El Chelsea saldrá a la cancha en la temporada 2026/27 con el logo de un emisor de stablecoins en el pecho. Circle, patrocinador del Chelsea según el acuerdo anunciado el 28 de agosto, ocupará el frente de las camisetas del equipo masculino, del femenino y de las divisiones juveniles, con estreno el 31 de agosto ante el Brighton en Stamford Bridge. El club llevaba tres años sin patrocinador permanente, desde que terminó el contrato con Three que le dejaba cerca de 40 millones de libras anuales, un vacío que cubrió con acuerdos cortos con Infinite Athlete y con la desarrolladora DAMAC.
Ni el club ni la empresa revelaron monto ni duración. El silencio importa poco, porque el frente de camiseta en la Premier League tiene un precio de mercado conocido, se paga en efectivo y se paga por adelantado.
Lo interesante está en el estado de resultados de quien firma. Circle Internet Group cerró el segundo trimestre de 2026 con 701 millones de dólares en ingresos totales, de los cuales 668 millones salieron de los intereses sobre las reservas que respaldan USDC, más una utilidad neta de 48 millones.
En ese mismo trimestre, USDC en circulación llegó a 73.300 millones de dólares, 19 por ciento más que un año atrás, mientras que los ingresos por reservas crecieron apenas 5 por ciento. La brecha entre esas dos cifras es el negocio completo, porque Circle no cobra por mover la moneda sino por custodiar los dólares que la respaldan, en un entorno de tasas que ya empezó a ceder.

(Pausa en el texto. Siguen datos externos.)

use axum::{
    http::StatusCode,
    response::{IntoResponse, Response},
    Json,
};
use serde::Serialize;
use thiserror::Error;

#[derive(Error, Debug)]
pub enum AuthError {
    // Client input errors (malformed requests, never retried)
    #[error("bad request: {0}")]
    BadRequest(String),

    // Authentication failures (401)
    #[error("authentication failed")]
    AuthenticationFailed,

    #[error("no TLS session on connection")]
    NoTls,

    #[error("no peer certificate presented")]
    NoPeerCertificate,

    #[error("peer certificate chain invalid: {0}")]
    ChainInvalid(String),

    #[error("principal '{0}' is not allowed")]
    PrincipalNotAllowed(String),

    #[error("missing bearer token")]
    MissingToken,

    #[error("token algorithm mismatch: expected {expected}, got {got}")]
    AlgorithmMismatch { expected: String, got: String },

    #[error("token verification failed: {0}")]
    TokenInvalid(String),

    #[error("token expired")]
    TokenExpired,

    #[error("token not yet valid")]
    TokenNotYetValid,

    #[error("missing required claim: {0}")]
    MissingClaims(&'static str),

    #[error("token issuer is not trusted")]
    UntrustedIssuer,

    #[error("missing API key")]
    MissingKey,

    #[error("unknown API key")]
    UnknownKey,

    #[error("API key expired")]
    ExpiredKey,

    #[error("API key revoked")]
    RevokedKey,

    // Authorization failures (403)
    #[error("forbidden: {0}")]
    Forbidden(String),

    // Certificate store
    #[error("no certificate stored")]
    NoCertificate,

    #[error("certificate expired")]
    CertificateExpired,

    #[error("certificate not yet valid")]
    CertificateNotYetValid,

    #[error("certificate missing required key usage")]
    InvalidKeyUsage,

    #[error("certificate missing required extended key usage")]
    MissingExtendedKeyUsage,

    #[error("certificate parse error: {0}")]
    CertificateParse(String),

    // Transient dependency failures (503)
    #[error("circuit breaker '{0}' is open")]
    CircuitOpen(String),

    #[error("identity provider unavailable: {0}")]
    ProviderUnavailable(String),

    #[error("operation canceled")]
    Canceled,

    #[error("internal error: {0}")]
    Internal(String),
}

pub type Result<T> = std::result::Result<T, AuthError>;

impl AuthError {
    /// Short reason code for metrics and structured logs.
    pub fn reason(&self) -> &'static str {
        match self {
            AuthError::BadRequest(_) => "bad_request",
            AuthError::AuthenticationFailed => "authentication_failed",
            AuthError::NoTls => "no_tls",
            AuthError::NoPeerCertificate => "no_peer_certificate",
            AuthError::ChainInvalid(_) => "chain_invalid",
            AuthError::PrincipalNotAllowed(_) => "principal_not_allowed",
            AuthError::MissingToken => "missing_token",
            AuthError::AlgorithmMismatch { .. } => "algorithm_mismatch",
            AuthError::TokenInvalid(_) => "token_invalid",
            AuthError::TokenExpired => "token_expired",
            AuthError::TokenNotYetValid => "token_not_yet_valid",
            AuthError::MissingClaims(_) => "missing_claims",
            AuthError::UntrustedIssuer => "untrusted_issuer",
            AuthError::MissingKey => "missing_key",
            AuthError::UnknownKey => "unknown_key",
            AuthError::ExpiredKey => "expired_key",
            AuthError::RevokedKey => "revoked_key",
            AuthError::Forbidden(_) => "forbidden",
            AuthError::NoCertificate => "no_certificate",
            AuthError::CertificateExpired => "certificate_expired",
            AuthError::CertificateNotYetValid => "certificate_not_yet_valid",
            AuthError::InvalidKeyUsage => "invalid_key_usage",
            AuthError::MissingExtendedKeyUsage => "missing_extended_key_usage",
            AuthError::CertificateParse(_) => "certificate_parse",
            AuthError::CircuitOpen(_) => "circuit_open",
            AuthError::ProviderUnavailable(_) => "provider_unavailable",
            AuthError::Canceled => "canceled",
            AuthError::Internal(_) => "internal",
        }
    }

    /// Whether a failure is worth retrying. Only remote-dependency
    /// failures qualify; bad credentials stay bad.
    pub fn is_transient(&self) -> bool {
        matches!(
            self,
            AuthError::ProviderUnavailable(_) | AuthError::Internal(_)
        )
    }

    pub fn status(&self) -> StatusCode {
        match self {
            AuthError::BadRequest(_) => StatusCode::BAD_REQUEST,
            AuthError::Forbidden(_) => StatusCode::FORBIDDEN,
            AuthError::CircuitOpen(_)
            | AuthError::ProviderUnavailable(_)
            | AuthError::Canceled => StatusCode::SERVICE_UNAVAILABLE,
            AuthError::NoCertificate
            | AuthError::CertificateExpired
            | AuthError::CertificateNotYetValid
            | AuthError::InvalidKeyUsage
            | AuthError::MissingExtendedKeyUsage
            | AuthError::CertificateParse(_)
            | AuthError::Internal(_) => StatusCode::INTERNAL_SERVER_ERROR,
            _ => StatusCode::UNAUTHORIZED,
        }
    }
}

#[derive(Serialize)]
struct ErrorResponse {
    error: String,
    #[serde(skip_serializing_if = "Option::is_none")]
    details: Option<String>,
}

impl IntoResponse for AuthError {
    fn into_response(self) -> Response {
        let status = self.status();

        let (error, details) = match &self {
            AuthError::BadRequest(msg) => ("Bad request", Some(msg.clone())),
            AuthError::Forbidden(msg) => ("Forbidden", Some(msg.clone())),
            AuthError::CircuitOpen(_) | AuthError::ProviderUnavailable(_) | AuthError::Canceled => {
                tracing::warn!("request failed on dependency: {}", self);
                ("Service unavailable", None)
            }
            e if status == StatusCode::INTERNAL_SERVER_ERROR => {
                tracing::error!("internal error: {}", e);
                ("Internal server error", None)
            }
            // 401s get a uniform body; the reason goes to logs, not the caller
            _ => ("Unauthorized", None),
        };

        let body = Json(ErrorResponse {
            error: error.to_string(),
            details,
        });

        (status, body).into_response()
    }
}
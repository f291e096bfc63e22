//! Channel-credential tests: peer chains injected the way the TLS
//! acceptor would attach them to requests.

use axum::body::Body;
use axum::http::{Request, StatusCode};
use rcgen::ExtendedKeyUsagePurpose;

mod common;
use common::*;

const BILLING: &str = "spiffe://mesh.local/ns/prod/sa/billing";

fn whoami_with_peer(peer: TlsPeerInfo) -> Request<Body> {
    Request::builder()
        .uri("/whoami")
        .extension(peer)
        .body(Body::empty())
        .unwrap()
}

fn mtls_app() -> TestApp {
    TestAppBuilder::new(AuthPolicy {
        allow_any: true,
        ..Default::default()
    })
    .allow_principal(BILLING, &["payments.read"])
    .build()
}

#[tokio::test]
async fn test_valid_chain_authenticates() {
    let ca = TestCa::new();
    let app = mtls_app();
    let peer = ca.peer_info(ca.issue_leaf(BILLING));

    let body = expect_json(app.router, whoami_with_peer(peer), StatusCode::OK).await;
    assert_eq!(body["method"], "mtls");
    assert_eq!(body["principal_id"], BILLING);
}

#[tokio::test]
async fn test_chain_from_untrusted_ca_is_unauthorized() {
    let trusted_ca = TestCa::new();
    let rogue_ca = TestCa::new();
    let app = mtls_app();

    // Leaf signed by a different root than the bundle trusts.
    let peer = TlsPeerInfo {
        peer_chain_der: vec![rogue_ca.issue_leaf(BILLING)],
        trust_bundle_pem: trusted_ca.cert_pem.clone(),
    };
    let body = expect_json(app.router, whoami_with_peer(peer), StatusCode::UNAUTHORIZED).await;
    assert_eq!(body["error"], "Unauthorized");
}

#[tokio::test]
async fn test_unknown_principal_is_unauthorized() {
    let ca = TestCa::new();
    let app = mtls_app();
    let peer = ca.peer_info(ca.issue_leaf("spiffe://mesh.local/ns/prod/sa/rogue"));

    expect_json(app.router, whoami_with_peer(peer), StatusCode::UNAUTHORIZED).await;
}

#[tokio::test]
async fn test_leaf_without_client_auth_is_unauthorized() {
    let ca = TestCa::new();
    let app = mtls_app();
    let leaf = ca.issue_leaf_with_ekus(BILLING, &[ExtendedKeyUsagePurpose::ServerAuth]);

    expect_json(
        app.router,
        whoami_with_peer(ca.peer_info(leaf)),
        StatusCode::UNAUTHORIZED,
    )
    .await;
}

#[tokio::test]
async fn test_required_mtls_rejects_plaintext_requests() {
    let app = TestAppBuilder::new(AuthPolicy {
        require_mtls: true,
        ..Default::default()
    })
    .allow_principal(BILLING, &["payments.read"])
    .build();

    // A valid API key cannot substitute for the required channel proof.
    let (_, plaintext) = app.key_store.create("ingest", Default::default(), None);
    let request = Request::builder()
        .uri("/whoami")
        .header("Authorization", format!("Bearer {plaintext}"))
        .body(Body::empty())
        .unwrap();
    expect_json(app.router, request, StatusCode::UNAUTHORIZED).await;
}

#[tokio::test]
async fn test_handshake_without_peer_certificate() {
    let ca = TestCa::new();
    let app = mtls_app();
    let peer = TlsPeerInfo {
        peer_chain_der: vec![],
        trust_bundle_pem: ca.cert_pem.clone(),
    };

    expect_json(app.router, whoami_with_peer(peer), StatusCode::UNAUTHORIZED).await;
}
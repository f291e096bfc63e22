//! HTTP surface: health, identity introspection, and API key admin.

use std::collections::HashSet;

use axum::{
    extract::{Path, State},
    response::Json,
    routing::{delete, get, post},
    Extension, Router,
};
use serde::Deserialize;
use serde_json::json;

use crate::context::AuthContext;
use crate::error::{AuthError, Result};
use crate::middleware::{authenticate, AppState};

/// Full router with the authentication gate applied. Paths listed in
/// the configured bypass set skip the gate inside the middleware.
pub fn router(state: AppState) -> Router {
    Router::new()
        .route("/health", get(health))
        .route("/whoami", get(whoami))
        .route("/admin/keys", post(create_key))
        .route("/admin/keys/{key_id}", delete(revoke_key))
        .layer(axum::middleware::from_fn_with_state(
            state.clone(),
            authenticate,
        ))
        .with_state(state)
}

/// Liveness plus certificate expiry, for probes and dashboards.
pub async fn health(State(state): State<AppState>) -> Json<serde_json::Value> {
    let certificate = state.cert_store.expiry_info().map(|(not_after, remaining)| {
        json!({
            "not_after": not_after,
            "remaining_secs": remaining,
        })
    });
    Json(json!({
        "status": "ok",
        "certificate": certificate,
    }))
}

/// Echo the resolved identity. Useful for debugging mesh policy.
pub async fn whoami(Extension(ctx): Extension<AuthContext>) -> Json<AuthContext> {
    Json(ctx)
}

#[derive(Deserialize)]
pub struct CreateKeyRequest {
    pub name: String,
    #[serde(default)]
    pub roles: HashSet<String>,
    pub expires_at: Option<i64>,
}

pub async fn create_key(
    State(state): State<AppState>,
    Extension(ctx): Extension<AuthContext>,
    Json(req): Json<CreateKeyRequest>,
) -> Result<Json<serde_json::Value>> {
    state.authorizer.require(Some(&ctx), &["admin"])?;
    if req.name.is_empty() {
        return Err(AuthError::BadRequest("key name must not be empty".into()));
    }

    let (record, plaintext) = state.key_store.create(&req.name, req.roles, req.expires_at);
    tracing::info!(key_id = %record.id, name = %record.name, actor = %ctx.principal_id, "API key created");

    // The plaintext appears in this response and nowhere else.
    Ok(Json(json!({
        "key": record,
        "api_key": plaintext,
    })))
}

pub async fn revoke_key(
    State(state): State<AppState>,
    Extension(ctx): Extension<AuthContext>,
    Path(key_id): Path<String>,
) -> Result<Json<serde_json::Value>> {
    state.authorizer.require(Some(&ctx), &["admin"])?;
    if !state.key_store.revoke(&key_id) {
        return Err(AuthError::BadRequest(format!("unknown key id: {key_id}")));
    }
    tracing::info!(key_id = %key_id, actor = %ctx.principal_id, "API key revoked");
    Ok(Json(json!({ "revoked": key_id })))
}
//! Storage and rotation for this workload's own TLS identity.
//!
//! The store validates material once at store time and never again on
//! reads, so the invariant is "no certificate failing validation is
//! ever stored". Reads are lock-cheap (many concurrent TLS handshakes
//! take the read path); writes swap an `Arc` under a briefly-held
//! write lock. All cryptographic parsing happens before the lock is
//! taken.

use std::sync::{Arc, RwLock};

use x509_parser::prelude::*;
use zeroize::Zeroizing;

use crate::error::{AuthError, Result};

/// The workload's current X.509 identity material. Replaced wholesale
/// on rotation, never mutated in place.
pub struct CertificateMaterial {
    pub leaf_pem: String,
    pub key_pem: Zeroizing<String>,
    pub trust_bundle_pem: String,
    /// Leaf validity window (Unix timestamps).
    pub not_before: i64,
    pub not_after: i64,
    /// When this material was installed.
    pub last_rotation: i64,
}

impl CertificateMaterial {
    /// Fraction of the leaf's validity lifetime elapsed at `now`
    /// (0.0 to 1.0+).
    pub fn elapsed_fraction(&self, now: i64) -> f64 {
        let lifetime = (self.not_after - self.not_before) as f64;
        if lifetime <= 0.0 {
            return 1.0;
        }
        (now - self.not_before) as f64 / lifetime
    }

    /// Seconds until the leaf expires at `now`.
    pub fn remaining_secs(&self, now: i64) -> i64 {
        self.not_after - now
    }
}

type NowFn = Box<dyn Fn() -> i64 + Send + Sync>;

fn system_now() -> i64 {
    chrono::Utc::now().timestamp()
}

pub struct CertificateStore {
    material: RwLock<Option<Arc<CertificateMaterial>>>,
    rotation_threshold: f64,
    now_fn: NowFn,
}

impl CertificateStore {
    pub fn new(rotation_threshold: f64) -> Self {
        Self::with_clock(rotation_threshold, Box::new(system_now))
    }

    /// Construct with an injected clock so rotation-threshold tests
    /// can move time instead of sleeping.
    pub fn with_clock(rotation_threshold: f64, now_fn: NowFn) -> Self {
        Self {
            material: RwLock::new(None),
            rotation_threshold,
            now_fn,
        }
    }

    /// Validate and install new identity material. On any validation
    /// failure the previously held material is left untouched.
    pub fn store(
        &self,
        leaf_pem: &str,
        key_pem: &str,
        trust_bundle_pem: &str,
    ) -> Result<()> {
        let now = (self.now_fn)();
        let (not_before, not_after) = validate_leaf(leaf_pem, now)?;

        let new = Arc::new(CertificateMaterial {
            leaf_pem: leaf_pem.to_string(),
            key_pem: Zeroizing::new(key_pem.to_string()),
            trust_bundle_pem: trust_bundle_pem.to_string(),
            not_before,
            not_after,
            last_rotation: now,
        });

        // Critical section is a pointer swap; validation already done.
        let mut guard = self
            .material
            .write()
            .unwrap_or_else(|poisoned| poisoned.into_inner());
        *guard = Some(new);

        tracing::info!(
            not_before,
            not_after,
            "certificate material installed"
        );
        Ok(())
    }

    /// Current material, or `NoCertificate` if none was ever stored.
    /// Read-only and side-effect free.
    pub fn get(&self) -> Result<Arc<CertificateMaterial>> {
        let guard = self
            .material
            .read()
            .unwrap_or_else(|poisoned| poisoned.into_inner());
        guard.clone().ok_or(AuthError::NoCertificate)
    }

    /// Whether the held leaf has passed the rotation threshold.
    /// False when nothing is stored (there is nothing to rotate; the
    /// initial install goes through `store`).
    pub fn rotation_due(&self) -> bool {
        match self.get() {
            Ok(material) => {
                material.elapsed_fraction((self.now_fn)()) >= self.rotation_threshold
            }
            Err(_) => false,
        }
    }

    /// Install `new_leaf`/`new_key` if rotation is due. Returns
    /// `Ok(false)` (no-op) when the current material has not yet
    /// reached the threshold; callers re-fetch fresh material from
    /// the identity authority only after that signal. Returns
    /// `Ok(true)` when the new material was validated and installed.
    pub fn rotate(
        &self,
        new_leaf_pem: &str,
        new_key_pem: &str,
        new_trust_bundle_pem: &str,
    ) -> Result<bool> {
        match self.get() {
            Ok(current) => {
                let fraction = current.elapsed_fraction((self.now_fn)());
                if fraction < self.rotation_threshold {
                    tracing::debug!(
                        elapsed_fraction = fraction,
                        threshold = self.rotation_threshold,
                        "rotation not yet due"
                    );
                    return Ok(false);
                }
            }
            // Nothing held yet: treat rotation as the initial install.
            Err(AuthError::NoCertificate) => {}
            Err(e) => return Err(e),
        }

        self.store(new_leaf_pem, new_key_pem, new_trust_bundle_pem)?;
        tracing::info!("certificate rotated");
        Ok(true)
    }

    /// (not_after, seconds remaining) of the held leaf, for the expiry
    /// gauge. None when nothing is stored.
    pub fn expiry_info(&self) -> Option<(i64, i64)> {
        let material = self.get().ok()?;
        let now = (self.now_fn)();
        Some((material.not_after, material.remaining_secs(now)))
    }
}

/// Parse and validate a PEM leaf certificate: validity window at `now`,
/// `DigitalSignature` key usage, and both `ServerAuth` and `ClientAuth`
/// extended key usages. Returns the validity window on success.
fn validate_leaf(leaf_pem: &str, now: i64) -> Result<(i64, i64)> {
    let der = parse_first_pem_block(leaf_pem)?;
    let (_, cert) = X509Certificate::from_der(&der)
        .map_err(|e| AuthError::CertificateParse(format!("failed to parse certificate: {}", e)))?;

    let not_before = cert.validity().not_before.timestamp();
    let not_after = cert.validity().not_after.timestamp();

    if now > not_after {
        return Err(AuthError::CertificateExpired);
    }
    if now < not_before {
        return Err(AuthError::CertificateNotYetValid);
    }

    let key_usage = cert
        .key_usage()
        .map_err(|e| AuthError::CertificateParse(format!("bad key usage extension: {}", e)))?;
    match key_usage {
        Some(ku) if ku.value.digital_signature() => {}
        _ => return Err(AuthError::InvalidKeyUsage),
    }

    let eku = cert
        .extended_key_usage()
        .map_err(|e| AuthError::CertificateParse(format!("bad EKU extension: {}", e)))?;
    match eku {
        Some(eku) if eku.value.server_auth && eku.value.client_auth => {}
        _ => return Err(AuthError::MissingExtendedKeyUsage),
    }

    Ok((not_before, not_after))
}

/// Decode the first PEM block of a certificate.
pub(crate) fn parse_first_pem_block(pem_data: &str) -> Result<Vec<u8>> {
    let block = ::pem::parse(pem_data)
        .map_err(|e| AuthError::CertificateParse(format!("invalid PEM: {}", e)))?;
    Ok(block.contents().to_vec())
}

Hay una segunda línea que conviene leer con calma. Los costos de distribución y transacción sumaron 412 millones de dólares en el trimestre, cerca de 59 centavos por cada dólar de ingreso, con la mayor parte destinada a las plataformas que colocan USDC frente al usuario final. Circle genera el ingreso, otros son dueños de la relación con el cliente. Una camiseta de la Premier League empieza a tener sentido cuando entiendes esa asimetría.
El contraargumento también está en los datos. El volumen on-chain de USDC alcanzó 14,8 billones de dólares en el trimestre, 151 por ciento más interanual, mientras la red de pagos de Circle sumaba 175 instituciones financieras inscritas. Eso no es narrativa, es uso.
El patrocinio cripto en el fútbol movió unos 565 millones de dólares en la temporada 2024/25, alrededor de 20 por ciento más que el ciclo anterior, con el fútbol concentrando la mayor parte del gasto. El antecedente inglés más recordado sigue siendo el Watford con Bitcoin y Dogecoin vía Stake.com entre 2019 y 2021, un ciclo que no envejeció bien para casi nadie.
La diferencia ahora es el tipo de emisor que firma. Circle cotiza en la NYSE bajo CRCL, salió a bolsa en junio de 2025 a 31 dólares por acción, tocó cerca de 290 y sigue siendo un papel volátil. Su competidor directo, Tether, presentó en diciembre de 2025 una oferta vinculante en efectivo por la participación mayoritaria de Exor en la Juventus.
Para la industria en América Latina el asunto es bastante más concreto que un logo. Brasil mueve entre 6.000 y 8.000 millones de dólares mensuales en cripto y cerca del 90 por ciento de ese volumen corresponde a stablecoins, así que las stablecoins en América Latina dejaron de ser una narrativa hace tiempo y funcionan como infraestructura de cobro. Buena parte de los brokers que operan en la región recibe depósitos en stablecoins desde hace años, aunque casi ninguno lo mencione en su material comercial.
La regulación de stablecoins en Brasil ya se movió en consecuencia. La Resolución 561 del Banco Central, vigente desde el 1 de octubre de 2026, prohíbe a los proveedores de cambio electrónico liquidar remesas transfronterizas en USDT, USDC o bitcoin, y obliga a que la liquidación pase por operaciones de cambio o por cuentas de no residentes en reales.
Si operas un broker con clientes brasileños y tu flujo de depósitos y retiros pasa por un socio de pagos que liquida en stablecoins, eso no es un tema cripto. Es un tema de tesorería con fecha de vigencia, y la fecha está a poco más de un mes.
El reconocimiento de marca que compra un frente de camiseta en Londres no arregla tener el ingreso atado a la tasa de interés, tampoco arregla no ser dueño del cliente final. Queda por ver si dentro de tres años este acuerdo se recuerda como el trimestre en que un emisor de stablecoins entró de verdad al mainstream, o como el trimestre en que gastó en visibilidad lo que no lograba ganar en distribución.